START DATA FOR THE TASK

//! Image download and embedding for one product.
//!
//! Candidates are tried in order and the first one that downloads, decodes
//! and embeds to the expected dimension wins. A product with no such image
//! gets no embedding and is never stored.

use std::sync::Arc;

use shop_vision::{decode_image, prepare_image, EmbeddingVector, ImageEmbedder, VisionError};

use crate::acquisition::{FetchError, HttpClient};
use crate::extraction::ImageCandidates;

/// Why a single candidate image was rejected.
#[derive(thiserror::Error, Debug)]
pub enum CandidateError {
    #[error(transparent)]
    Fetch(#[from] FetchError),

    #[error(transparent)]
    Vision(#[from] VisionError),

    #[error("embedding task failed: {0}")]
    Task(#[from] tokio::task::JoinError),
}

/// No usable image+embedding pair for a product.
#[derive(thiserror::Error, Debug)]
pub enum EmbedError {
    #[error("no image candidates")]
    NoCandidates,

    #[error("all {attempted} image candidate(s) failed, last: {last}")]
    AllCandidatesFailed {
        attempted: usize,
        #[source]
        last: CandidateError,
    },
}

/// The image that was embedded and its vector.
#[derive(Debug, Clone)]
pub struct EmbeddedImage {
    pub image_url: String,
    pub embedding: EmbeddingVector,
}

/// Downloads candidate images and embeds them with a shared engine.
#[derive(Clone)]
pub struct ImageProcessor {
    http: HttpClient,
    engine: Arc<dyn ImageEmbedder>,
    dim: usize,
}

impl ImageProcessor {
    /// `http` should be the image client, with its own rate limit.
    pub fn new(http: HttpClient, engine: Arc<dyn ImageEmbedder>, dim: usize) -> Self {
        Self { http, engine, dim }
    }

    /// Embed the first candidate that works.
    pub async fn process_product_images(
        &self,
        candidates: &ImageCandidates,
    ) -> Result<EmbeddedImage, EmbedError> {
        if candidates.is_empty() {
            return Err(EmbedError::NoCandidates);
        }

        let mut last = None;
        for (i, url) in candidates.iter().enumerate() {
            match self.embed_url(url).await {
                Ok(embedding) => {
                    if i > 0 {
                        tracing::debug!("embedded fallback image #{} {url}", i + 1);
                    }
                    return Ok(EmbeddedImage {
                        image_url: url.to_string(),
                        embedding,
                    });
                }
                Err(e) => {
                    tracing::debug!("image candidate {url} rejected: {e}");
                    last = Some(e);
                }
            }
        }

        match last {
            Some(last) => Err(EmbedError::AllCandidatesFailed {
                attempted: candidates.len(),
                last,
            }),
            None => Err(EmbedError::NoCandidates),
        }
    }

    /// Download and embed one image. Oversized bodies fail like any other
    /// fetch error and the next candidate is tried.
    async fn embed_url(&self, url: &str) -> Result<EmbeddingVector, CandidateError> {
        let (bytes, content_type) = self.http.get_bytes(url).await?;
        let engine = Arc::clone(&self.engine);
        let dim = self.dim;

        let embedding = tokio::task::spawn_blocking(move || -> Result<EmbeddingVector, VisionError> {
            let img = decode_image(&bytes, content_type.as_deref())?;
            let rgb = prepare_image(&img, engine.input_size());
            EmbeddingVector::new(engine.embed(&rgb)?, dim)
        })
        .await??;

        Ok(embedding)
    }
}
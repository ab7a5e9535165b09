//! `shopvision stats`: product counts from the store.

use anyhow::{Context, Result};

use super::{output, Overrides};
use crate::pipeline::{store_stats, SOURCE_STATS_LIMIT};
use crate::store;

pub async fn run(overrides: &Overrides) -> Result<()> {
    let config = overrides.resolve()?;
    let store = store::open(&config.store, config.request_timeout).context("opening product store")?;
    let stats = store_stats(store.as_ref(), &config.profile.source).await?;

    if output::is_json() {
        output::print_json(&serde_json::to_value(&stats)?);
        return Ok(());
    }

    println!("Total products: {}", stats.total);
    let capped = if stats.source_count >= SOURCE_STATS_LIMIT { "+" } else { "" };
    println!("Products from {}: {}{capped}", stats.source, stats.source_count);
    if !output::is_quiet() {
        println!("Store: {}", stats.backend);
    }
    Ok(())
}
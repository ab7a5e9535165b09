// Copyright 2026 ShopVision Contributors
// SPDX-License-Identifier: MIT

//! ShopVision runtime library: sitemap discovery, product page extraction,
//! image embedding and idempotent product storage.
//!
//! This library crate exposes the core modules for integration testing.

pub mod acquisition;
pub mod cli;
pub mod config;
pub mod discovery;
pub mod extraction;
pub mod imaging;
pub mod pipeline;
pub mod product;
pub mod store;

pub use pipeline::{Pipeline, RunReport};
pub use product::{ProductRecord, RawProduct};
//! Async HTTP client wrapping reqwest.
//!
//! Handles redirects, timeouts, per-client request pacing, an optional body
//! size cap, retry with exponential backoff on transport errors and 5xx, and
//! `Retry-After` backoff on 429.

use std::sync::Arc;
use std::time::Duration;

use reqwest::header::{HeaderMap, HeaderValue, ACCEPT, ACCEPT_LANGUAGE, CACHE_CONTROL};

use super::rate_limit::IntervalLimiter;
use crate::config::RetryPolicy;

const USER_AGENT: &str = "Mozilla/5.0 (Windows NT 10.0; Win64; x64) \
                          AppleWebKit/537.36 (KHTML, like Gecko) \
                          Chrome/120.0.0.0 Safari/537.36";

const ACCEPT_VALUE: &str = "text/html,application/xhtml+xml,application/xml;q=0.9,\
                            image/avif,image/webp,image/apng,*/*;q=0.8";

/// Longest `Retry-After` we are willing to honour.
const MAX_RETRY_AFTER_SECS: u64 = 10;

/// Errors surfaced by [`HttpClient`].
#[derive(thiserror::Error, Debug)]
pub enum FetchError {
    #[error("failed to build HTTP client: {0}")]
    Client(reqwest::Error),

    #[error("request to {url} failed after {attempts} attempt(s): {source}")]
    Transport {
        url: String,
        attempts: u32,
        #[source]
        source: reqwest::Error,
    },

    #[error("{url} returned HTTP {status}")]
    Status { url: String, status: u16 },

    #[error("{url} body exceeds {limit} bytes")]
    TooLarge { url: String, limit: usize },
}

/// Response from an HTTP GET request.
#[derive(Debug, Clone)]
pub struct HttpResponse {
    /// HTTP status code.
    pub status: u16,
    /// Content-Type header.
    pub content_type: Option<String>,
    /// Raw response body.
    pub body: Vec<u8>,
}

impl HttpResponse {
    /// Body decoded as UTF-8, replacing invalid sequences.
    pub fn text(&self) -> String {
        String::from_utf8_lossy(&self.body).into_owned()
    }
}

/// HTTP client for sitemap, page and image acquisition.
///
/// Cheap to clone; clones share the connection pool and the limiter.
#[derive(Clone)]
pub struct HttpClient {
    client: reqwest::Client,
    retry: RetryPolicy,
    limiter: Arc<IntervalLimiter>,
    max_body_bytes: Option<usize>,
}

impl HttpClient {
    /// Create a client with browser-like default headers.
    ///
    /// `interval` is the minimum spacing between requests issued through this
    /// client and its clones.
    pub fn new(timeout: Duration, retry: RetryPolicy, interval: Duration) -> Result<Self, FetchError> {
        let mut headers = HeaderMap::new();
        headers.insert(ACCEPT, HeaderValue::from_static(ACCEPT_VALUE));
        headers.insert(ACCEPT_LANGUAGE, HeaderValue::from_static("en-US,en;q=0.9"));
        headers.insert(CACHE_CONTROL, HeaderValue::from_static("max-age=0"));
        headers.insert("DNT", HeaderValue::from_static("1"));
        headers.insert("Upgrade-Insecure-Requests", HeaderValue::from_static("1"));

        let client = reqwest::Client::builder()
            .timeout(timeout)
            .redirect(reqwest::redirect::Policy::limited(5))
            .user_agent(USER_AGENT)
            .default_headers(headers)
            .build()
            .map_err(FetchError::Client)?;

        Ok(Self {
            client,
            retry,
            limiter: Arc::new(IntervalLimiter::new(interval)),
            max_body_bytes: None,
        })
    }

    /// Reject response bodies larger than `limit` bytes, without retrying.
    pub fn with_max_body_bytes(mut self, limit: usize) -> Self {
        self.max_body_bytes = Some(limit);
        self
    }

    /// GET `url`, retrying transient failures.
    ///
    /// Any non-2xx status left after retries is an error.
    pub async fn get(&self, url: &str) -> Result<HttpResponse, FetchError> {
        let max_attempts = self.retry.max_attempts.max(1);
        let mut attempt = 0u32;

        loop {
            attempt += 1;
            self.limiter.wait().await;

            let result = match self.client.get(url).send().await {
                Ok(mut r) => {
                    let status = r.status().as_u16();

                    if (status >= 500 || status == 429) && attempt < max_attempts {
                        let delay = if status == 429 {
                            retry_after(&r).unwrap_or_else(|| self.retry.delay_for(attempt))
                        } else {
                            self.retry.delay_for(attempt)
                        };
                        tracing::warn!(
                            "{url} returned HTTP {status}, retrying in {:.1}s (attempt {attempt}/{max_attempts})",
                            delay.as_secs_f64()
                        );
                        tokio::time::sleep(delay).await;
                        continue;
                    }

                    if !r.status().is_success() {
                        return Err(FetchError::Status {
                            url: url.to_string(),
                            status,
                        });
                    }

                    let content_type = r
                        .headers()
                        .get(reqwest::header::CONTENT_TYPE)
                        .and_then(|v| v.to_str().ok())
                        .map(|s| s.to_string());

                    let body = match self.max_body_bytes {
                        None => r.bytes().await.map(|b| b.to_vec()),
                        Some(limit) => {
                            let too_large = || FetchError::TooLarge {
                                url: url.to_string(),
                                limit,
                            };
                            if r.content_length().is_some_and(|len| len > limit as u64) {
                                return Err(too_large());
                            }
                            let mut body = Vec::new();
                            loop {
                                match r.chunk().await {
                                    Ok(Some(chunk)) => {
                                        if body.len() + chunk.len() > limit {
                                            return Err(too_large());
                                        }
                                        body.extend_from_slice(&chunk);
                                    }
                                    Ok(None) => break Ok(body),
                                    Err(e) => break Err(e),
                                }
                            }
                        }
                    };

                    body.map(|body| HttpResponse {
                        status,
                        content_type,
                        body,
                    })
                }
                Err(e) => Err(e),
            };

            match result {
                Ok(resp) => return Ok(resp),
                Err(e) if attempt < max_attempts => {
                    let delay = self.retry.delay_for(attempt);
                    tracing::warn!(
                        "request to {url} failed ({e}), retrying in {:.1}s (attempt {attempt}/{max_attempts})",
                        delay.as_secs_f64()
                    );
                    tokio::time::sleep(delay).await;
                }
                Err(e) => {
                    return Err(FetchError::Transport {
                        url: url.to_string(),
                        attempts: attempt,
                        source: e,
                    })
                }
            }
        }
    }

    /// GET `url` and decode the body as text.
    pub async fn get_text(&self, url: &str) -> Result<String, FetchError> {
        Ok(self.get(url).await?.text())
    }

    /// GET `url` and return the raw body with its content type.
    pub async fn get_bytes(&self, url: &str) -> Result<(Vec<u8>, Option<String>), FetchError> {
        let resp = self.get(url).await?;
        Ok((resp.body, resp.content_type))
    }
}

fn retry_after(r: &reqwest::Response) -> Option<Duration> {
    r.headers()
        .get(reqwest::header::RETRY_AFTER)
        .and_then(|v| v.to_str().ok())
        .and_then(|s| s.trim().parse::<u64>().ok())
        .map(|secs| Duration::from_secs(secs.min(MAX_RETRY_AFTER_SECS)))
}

END DATA FOR THE TASK
START DATA FOR THE TASK

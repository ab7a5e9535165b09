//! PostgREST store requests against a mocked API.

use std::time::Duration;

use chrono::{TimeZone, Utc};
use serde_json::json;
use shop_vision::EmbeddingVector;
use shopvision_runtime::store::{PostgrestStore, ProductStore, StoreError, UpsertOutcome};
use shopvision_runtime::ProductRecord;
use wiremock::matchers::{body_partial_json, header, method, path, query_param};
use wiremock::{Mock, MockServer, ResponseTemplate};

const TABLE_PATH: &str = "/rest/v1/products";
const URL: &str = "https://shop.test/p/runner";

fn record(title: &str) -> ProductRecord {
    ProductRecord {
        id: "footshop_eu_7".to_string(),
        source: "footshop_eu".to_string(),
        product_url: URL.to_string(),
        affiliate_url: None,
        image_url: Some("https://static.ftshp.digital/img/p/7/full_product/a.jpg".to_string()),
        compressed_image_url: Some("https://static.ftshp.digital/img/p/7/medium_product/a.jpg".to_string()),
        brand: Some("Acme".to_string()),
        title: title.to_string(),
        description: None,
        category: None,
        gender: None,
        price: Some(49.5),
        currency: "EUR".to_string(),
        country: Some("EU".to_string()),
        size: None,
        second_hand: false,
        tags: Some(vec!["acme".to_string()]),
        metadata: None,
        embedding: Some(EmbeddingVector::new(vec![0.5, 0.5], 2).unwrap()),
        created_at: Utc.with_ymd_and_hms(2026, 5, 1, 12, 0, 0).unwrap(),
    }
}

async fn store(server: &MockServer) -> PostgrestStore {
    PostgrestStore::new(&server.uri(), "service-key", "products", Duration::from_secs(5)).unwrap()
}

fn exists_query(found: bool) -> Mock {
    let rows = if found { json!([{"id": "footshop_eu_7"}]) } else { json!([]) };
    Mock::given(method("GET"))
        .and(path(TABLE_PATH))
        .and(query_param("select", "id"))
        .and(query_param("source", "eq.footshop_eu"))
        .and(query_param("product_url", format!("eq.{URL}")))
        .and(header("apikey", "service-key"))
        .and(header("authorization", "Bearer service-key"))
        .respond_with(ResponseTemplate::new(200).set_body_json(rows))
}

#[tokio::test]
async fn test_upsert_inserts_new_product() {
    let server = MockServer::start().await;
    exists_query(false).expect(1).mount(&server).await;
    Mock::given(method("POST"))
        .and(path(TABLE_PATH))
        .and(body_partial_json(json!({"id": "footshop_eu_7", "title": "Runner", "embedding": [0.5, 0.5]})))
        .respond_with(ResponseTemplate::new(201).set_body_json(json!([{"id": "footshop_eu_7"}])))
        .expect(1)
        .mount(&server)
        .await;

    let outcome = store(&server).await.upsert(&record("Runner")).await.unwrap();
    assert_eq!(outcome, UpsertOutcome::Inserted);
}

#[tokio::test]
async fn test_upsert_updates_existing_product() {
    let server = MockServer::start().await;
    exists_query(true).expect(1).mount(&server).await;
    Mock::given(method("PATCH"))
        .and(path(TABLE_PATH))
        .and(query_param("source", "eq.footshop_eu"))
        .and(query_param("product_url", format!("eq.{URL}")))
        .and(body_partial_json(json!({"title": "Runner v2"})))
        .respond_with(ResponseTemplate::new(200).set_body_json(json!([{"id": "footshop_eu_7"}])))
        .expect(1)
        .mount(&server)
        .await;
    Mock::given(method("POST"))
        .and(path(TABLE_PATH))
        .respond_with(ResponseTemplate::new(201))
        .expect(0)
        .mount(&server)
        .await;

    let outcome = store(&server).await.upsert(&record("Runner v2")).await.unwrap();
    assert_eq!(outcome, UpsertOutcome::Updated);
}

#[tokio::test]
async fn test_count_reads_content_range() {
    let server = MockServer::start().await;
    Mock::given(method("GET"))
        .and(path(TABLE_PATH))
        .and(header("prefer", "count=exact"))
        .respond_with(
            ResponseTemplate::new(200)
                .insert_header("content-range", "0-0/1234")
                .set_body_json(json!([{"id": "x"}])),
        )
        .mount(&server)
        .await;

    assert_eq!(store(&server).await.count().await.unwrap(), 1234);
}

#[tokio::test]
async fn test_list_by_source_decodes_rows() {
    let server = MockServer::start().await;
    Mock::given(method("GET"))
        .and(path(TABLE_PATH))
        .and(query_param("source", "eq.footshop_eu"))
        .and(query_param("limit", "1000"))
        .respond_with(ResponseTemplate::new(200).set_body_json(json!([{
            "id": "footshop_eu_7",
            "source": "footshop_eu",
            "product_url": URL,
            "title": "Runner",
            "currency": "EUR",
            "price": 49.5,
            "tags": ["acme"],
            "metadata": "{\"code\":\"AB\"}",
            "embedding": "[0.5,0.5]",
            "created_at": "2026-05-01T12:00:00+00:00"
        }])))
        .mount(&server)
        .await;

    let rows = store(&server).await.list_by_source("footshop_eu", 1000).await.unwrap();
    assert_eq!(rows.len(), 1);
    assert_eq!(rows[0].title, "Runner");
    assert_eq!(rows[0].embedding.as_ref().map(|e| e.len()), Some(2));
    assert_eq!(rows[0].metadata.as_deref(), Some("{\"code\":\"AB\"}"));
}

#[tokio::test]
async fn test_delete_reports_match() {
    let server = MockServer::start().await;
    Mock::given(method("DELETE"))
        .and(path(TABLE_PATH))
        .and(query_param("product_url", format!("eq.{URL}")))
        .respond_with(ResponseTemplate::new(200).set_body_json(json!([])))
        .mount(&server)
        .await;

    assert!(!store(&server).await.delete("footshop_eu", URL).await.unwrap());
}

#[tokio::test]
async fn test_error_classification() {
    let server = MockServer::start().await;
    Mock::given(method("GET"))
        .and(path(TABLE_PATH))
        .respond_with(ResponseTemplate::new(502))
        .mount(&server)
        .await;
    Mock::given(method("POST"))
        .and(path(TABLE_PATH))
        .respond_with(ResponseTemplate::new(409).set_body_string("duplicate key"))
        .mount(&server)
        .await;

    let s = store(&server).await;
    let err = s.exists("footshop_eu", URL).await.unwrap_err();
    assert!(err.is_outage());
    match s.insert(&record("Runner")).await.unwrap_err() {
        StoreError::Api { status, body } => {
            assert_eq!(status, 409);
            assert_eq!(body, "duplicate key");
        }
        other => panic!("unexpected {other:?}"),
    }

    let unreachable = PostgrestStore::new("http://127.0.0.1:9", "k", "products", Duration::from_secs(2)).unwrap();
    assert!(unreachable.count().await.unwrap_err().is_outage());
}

END DATA FOR THE TASK

Your answer should be the lines above, from the line containing "for one product." up to and including the line containing "use crate::extraction::ImageCandidates;", reproduced exactly and with nothing else.

//! Image download and embedding for one product.
//!
//! Candidates are tried in order and the first one that downloads, decodes
//! and embeds to the expected dimension wins. A product with no such image
//! gets no embedding and is never stored.

use std::sync::Arc;

use shop_vision::{decode_image, prepare_image, EmbeddingVector, ImageEmbedder, VisionError};

use crate::acquisition::{FetchError, HttpClient};
use crate::extraction::ImageCandidates;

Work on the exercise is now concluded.